*Provided records*.
....................

//! In-memory trigger store.
//!
//! Thread-safe backend for testing and development. Bindings are not
//! persisted across restarts.

use async_trait::async_trait;
use chrono::{DateTime, Utc};
use std::collections::HashMap;
use std::sync::RwLock;

use super::{StoreError, TaskBinding, TaskState, TriggerStore};
use crate::core::retry::RetryContext;
use crate::core::types::{GroupId, TaskKey};

/// In-memory trigger store backend.
pub struct MemoryTriggerStore {
    bindings: RwLock<HashMap<TaskKey, TaskBinding>>,
}

impl MemoryTriggerStore {
    /// Create a new empty store.
    pub fn new() -> Self {
        Self {
            bindings: RwLock::new(HashMap::new()),
        }
    }
}

impl Default for MemoryTriggerStore {
    fn default() -> Self {
        Self::new()
    }
}

#[async_trait]
impl TriggerStore for MemoryTriggerStore {
    async fn put(&self, binding: TaskBinding) -> Result<(), StoreError> {
        let mut bindings = self
            .bindings
            .write()
            .map_err(|_| StoreError::LockPoisoned)?;
        if bindings.contains_key(&binding.key) {
            return Err(StoreError::DuplicateKey(binding.key.to_string()));
        }
        bindings.insert(binding.key.clone(), binding);
        Ok(())
    }

    async fn update(&self, binding: TaskBinding) -> Result<(), StoreError> {
        let mut bindings = self
            .bindings
            .write()
            .map_err(|_| StoreError::LockPoisoned)?;
        if !bindings.contains_key(&binding.key) {
            return Err(StoreError::NotFound(binding.key.to_string()));
        }
        bindings.insert(binding.key.clone(), binding);
        Ok(())
    }

    async fn get(&self, key: &TaskKey) -> Result<TaskBinding, StoreError> {
        let bindings = self.bindings.read().map_err(|_| StoreError::LockPoisoned)?;
        bindings
            .get(key)
            .cloned()
            .ok_or_else(|| StoreError::NotFound(key.to_string()))
    }

    async fn query(&self, group_id: Option<&GroupId>) -> Result<Vec<TaskBinding>, StoreError> {
        let bindings = self.bindings.read().map_err(|_| StoreError::LockPoisoned)?;
        let mut result: Vec<_> = bindings
            .values()
            .filter(|b| group_id.is_none_or(|g| &b.key.group_id == g))
            .cloned()
            .collect();
        result.sort_by(|a, b| a.created_at.cmp(&b.created_at));
        Ok(result)
    }

    async fn delete(&self, key: &TaskKey) -> Result<u64, StoreError> {
        let mut bindings = self
            .bindings
            .write()
            .map_err(|_| StoreError::LockPoisoned)?;
        Ok(bindings.remove(key).map_or(0, |_| 1))
    }

    async fn delete_group(&self, group_id: &GroupId) -> Result<u64, StoreError> {
        let mut bindings = self
            .bindings
            .write()
            .map_err(|_| StoreError::LockPoisoned)?;
        let before = bindings.len();
        bindings.retain(|key, _| &key.group_id != group_id);
        Ok((before - bindings.len()) as u64)
    }

    async fn set_paused(&self, key: &TaskKey, paused: bool) -> Result<u64, StoreError> {
        let mut bindings = self
            .bindings
            .write()
            .map_err(|_| StoreError::LockPoisoned)?;
        match bindings.get_mut(key) {
            Some(binding) => {
                binding.paused = paused;
                Ok(1)
            }
            None => Ok(0),
        }
    }

    async fn set_group_paused(
        &self,
        group_id: &GroupId,
        paused: bool,
    ) -> Result<u64, StoreError> {
        let mut bindings = self
            .bindings
            .write()
            .map_err(|_| StoreError::LockPoisoned)?;
        let mut affected = 0;
        for binding in bindings.values_mut() {
            if &binding.key.group_id == group_id {
                binding.paused = paused;
                affected += 1;
            }
        }
        Ok(affected)
    }

    async fn claim_due(
        &self,
        now: DateTime<Utc>,
        limit: usize,
    ) -> Result<Vec<TaskBinding>, StoreError> {
        let mut bindings = self
            .bindings
            .write()
            .map_err(|_| StoreError::LockPoisoned)?;

        let mut due: Vec<TaskKey> = bindings
            .values()
            .filter(|b| b.state == TaskState::Normal && !b.paused && b.next_fire_at <= now)
            .map(|b| b.key.clone())
            .collect();
        // Oldest fire time first, so starved triggers catch up first.
        due.sort_by_key(|key| bindings[key].next_fire_at);
        due.truncate(limit);

        let mut claimed = Vec::with_capacity(due.len());
        for key in due {
            if let Some(binding) = bindings.get_mut(&key) {
                binding.state = TaskState::Firing;
                claimed.push(binding.clone());
            }
        }
        Ok(claimed)
    }

    async fn release(
        &self,
        key: &TaskKey,
        next_fire_at: Option<DateTime<Utc>>,
        retry: RetryContext,
    ) -> Result<(), StoreError> {
        let mut bindings = self
            .bindings
            .write()
            .map_err(|_| StoreError::LockPoisoned)?;
        match next_fire_at {
            Some(next) => {
                // The key may have been deleted while the execution ran.
                if let Some(binding) = bindings.get_mut(key) {
                    binding.state = TaskState::Normal;
                    binding.next_fire_at = next;
                    binding.retry = retry;
                }
            }
            None => {
                bindings.remove(key);
            }
        }
        Ok(())
    }

    async fn recover(&self) -> Result<u64, StoreError> {
        let mut bindings = self
            .bindings
            .write()
            .map_err(|_| StoreError::LockPoisoned)?;
        let mut recovered = 0;
        for binding in bindings.values_mut() {
            if binding.state == TaskState::Firing {
                binding.state = TaskState::Normal;
                recovered += 1;
            }
        }
        Ok(recovered)
    }

    async fn groups(&self) -> Result<Vec<GroupId>, StoreError> {
        let bindings = self.bindings.read().map_err(|_| StoreError::LockPoisoned)?;
        let mut groups: Vec<GroupId> = bindings.keys().map(|k| k.group_id.clone()).collect();
        groups.sort();
        groups.dedup();
        Ok(groups)
    }

    async fn count(&self) -> Result<u64, StoreError> {
        let bindings = self.bindings.read().map_err(|_| StoreError::LockPoisoned)?;
        Ok(bindings.len() as u64)
    }

    async fn ping(&self) -> Result<(), StoreError> {
        Ok(())
    }
}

....................

*What needs to be done*. Nothing beyond the line containing "async fn query(&self, group_id: Option<&GroupId>)" is to be output; the lines above, from the first one onward to that line, are to be transcribed exactly.

*Task solution*.
//! In-memory trigger store.
//!
//! Thread-safe backend for testing and development. Bindings are not
//! persisted across restarts.

use async_trait::async_trait;
use chrono::{DateTime, Utc};
use std::collections::HashMap;
use std::sync::RwLock;

use super::{StoreError, TaskBinding, TaskState, TriggerStore};
use crate::core::retry::RetryContext;
use crate::core::types::{GroupId, TaskKey};

/// In-memory trigger store backend.
pub struct MemoryTriggerStore {
    bindings: RwLock<HashMap<TaskKey, TaskBinding>>,
}

impl MemoryTriggerStore {
    /// Create a new empty store.
    pub fn new() -> Self {
        Self {
            bindings: RwLock::new(HashMap::new()),
        }
    }
}

impl Default for MemoryTriggerStore {
    fn default() -> Self {
        Self::new()
    }
}

#[async_trait]
impl TriggerStore for MemoryTriggerStore {
    async fn put(&self, binding: TaskBinding) -> Result<(), StoreError> {
        let mut bindings = self
            .bindings
            .write()
            .map_err(|_| StoreError::LockPoisoned)?;
        if bindings.contains_key(&binding.key) {
            return Err(StoreError::DuplicateKey(binding.key.to_string()));
        }
        bindings.insert(binding.key.clone(), binding);
        Ok(())
    }

    async fn update(&self, binding: TaskBinding) -> Result<(), StoreError> {
        let mut bindings = self
            .bindings
            .write()
            .map_err(|_| StoreError::LockPoisoned)?;
        if !bindings.contains_key(&binding.key) {
            return Err(StoreError::NotFound(binding.key.to_string()));
        }
        bindings.insert(binding.key.clone(), binding);
        Ok(())
    }

    async fn get(&self, key: &TaskKey) -> Result<TaskBinding, StoreError> {
        let bindings = self.bindings.read().map_err(|_| StoreError::LockPoisoned)?;
        bindings
            .get(key)
            .cloned()
            .ok_or_else(|| StoreError::NotFound(key.to_string()))
    }

    async fn query(&self, group_id: Option<&GroupId>) -> Result<Vec<TaskBinding>, StoreError> {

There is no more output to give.